• **Required work**: With every mark kept, transcribe all of the records.

◇ ◇ ◇ ◇ ◇

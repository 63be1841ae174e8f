//! Immutable run configuration shared by every stage.

use crate::cli::Cli;
use crate::paths::PathSet;
use camino::Utf8PathBuf;

/// Parsed options plus resolved paths.
///
/// Built once in `main` and only read afterwards.
#[derive(Debug, Clone, PartialEq, Eq)]
pub struct Config {
    should_build: bool,
    input_files: Vec<Utf8PathBuf>,
    output_file_name: String,
    verbose: bool,
    clean_first: bool,
    paths: PathSet,
}

impl Config {
    /// Combine parsed command-line options with resolved paths.
    #[must_use]
    pub fn new(cli: Cli, paths: PathSet) -> Self {
        Self {
            should_build: cli.build,
            input_files: cli.input,
            output_file_name: cli.output,
            verbose: cli.verbose,
            clean_first: cli.clean,
            paths,
        }
    }

    /// Whether the build stage runs.
    #[must_use]
    pub const fn should_build(&self) -> bool {
        self.should_build
    }

    /// Analyzer inputs in command-line order. Empty means the run stage is
    /// skipped.
    #[must_use]
    pub fn input_files(&self) -> &[Utf8PathBuf] {
        &self.input_files
    }

    /// Name of the graph file inside the output directory.
    #[must_use]
    pub fn output_file_name(&self) -> &str {
        &self.output_file_name
    }

    /// Whether informational lines are printed.
    #[must_use]
    pub const fn verbose(&self) -> bool {
        self.verbose
    }

    /// Whether the clean stage runs.
    #[must_use]
    pub const fn clean_first(&self) -> bool {
        self.clean_first
    }

    /// Resolved directory locations.
    #[must_use]
    pub const fn paths(&self) -> &PathSet {
        &self.paths
    }

    /// Full path of the graph file the analyzer is expected to write.
    #[must_use]
    pub fn output_path(&self) -> Utf8PathBuf {
        self.paths.output_dir().join(&self.output_file_name)
    }
}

◇ ◇ ◇ ◇ ◇

• **Problem solution**:
repository 63be1841ae174e8f
//! Immutable run configuration shared by every stage.

use crate::cli::Cli;
use crate::paths::PathSet;
use camino::Utf8PathBuf;

/// Parsed options plus resolved paths.
///
/// Built once in `main` and only read afterwards.
#[derive(Debug, Clone, PartialEq, Eq)]
pub struct Config {
    should_build: bool,
    input_files: Vec<Utf8PathBuf>,
    output_file_name: String,
    verbose: bool,
    clean_first: bool,
    paths: PathSet,
}

impl Config {
    /// Combine parsed command-line options with resolved paths.
    #[must_use]
    pub fn new(cli: Cli, paths: PathSet) -> Self {
        Self {
            should_build: cli.build,
            input_files: cli.input,
            output_file_name: cli.output,
            verbose: cli.verbose,
            clean_first: cli.clean,
            paths,
        }
    }

    /// Whether the build stage runs.
    #[must_use]
    pub const fn should_build(&self) -> bool {
        self.should_build
    }

    /// Analyzer inputs in command-line order. Empty means the run stage is
    /// skipped.
    #[must_use]
    pub fn input_files(&self) -> &[Utf8PathBuf] {
        &self.input_files
    }

    /// Name of the graph file inside the output directory.
    #[must_use]
    pub fn output_file_name(&self) -> &str {
        &self.output_file_name
    }

    /// Whether informational lines are printed.
    #[must_use]
    pub const fn verbose(&self) -> bool {
        self.verbose
    }

    /// Whether the clean stage runs.
    #[must_use]
    pub const fn clean_first(&self) -> bool {
        self.clean_first
    }

    /// Resolved directory locations.
    #[must_use]
    pub const fn paths(&self) -> &PathSet {
        &self.paths
    }

    /// Full path of the graph file the analyzer is expected to write.
    #[must_use]
    pub fn output_path(&self) -> Utf8PathBuf {
        self.paths.output_dir().join(&self.output_file_name)
    }
}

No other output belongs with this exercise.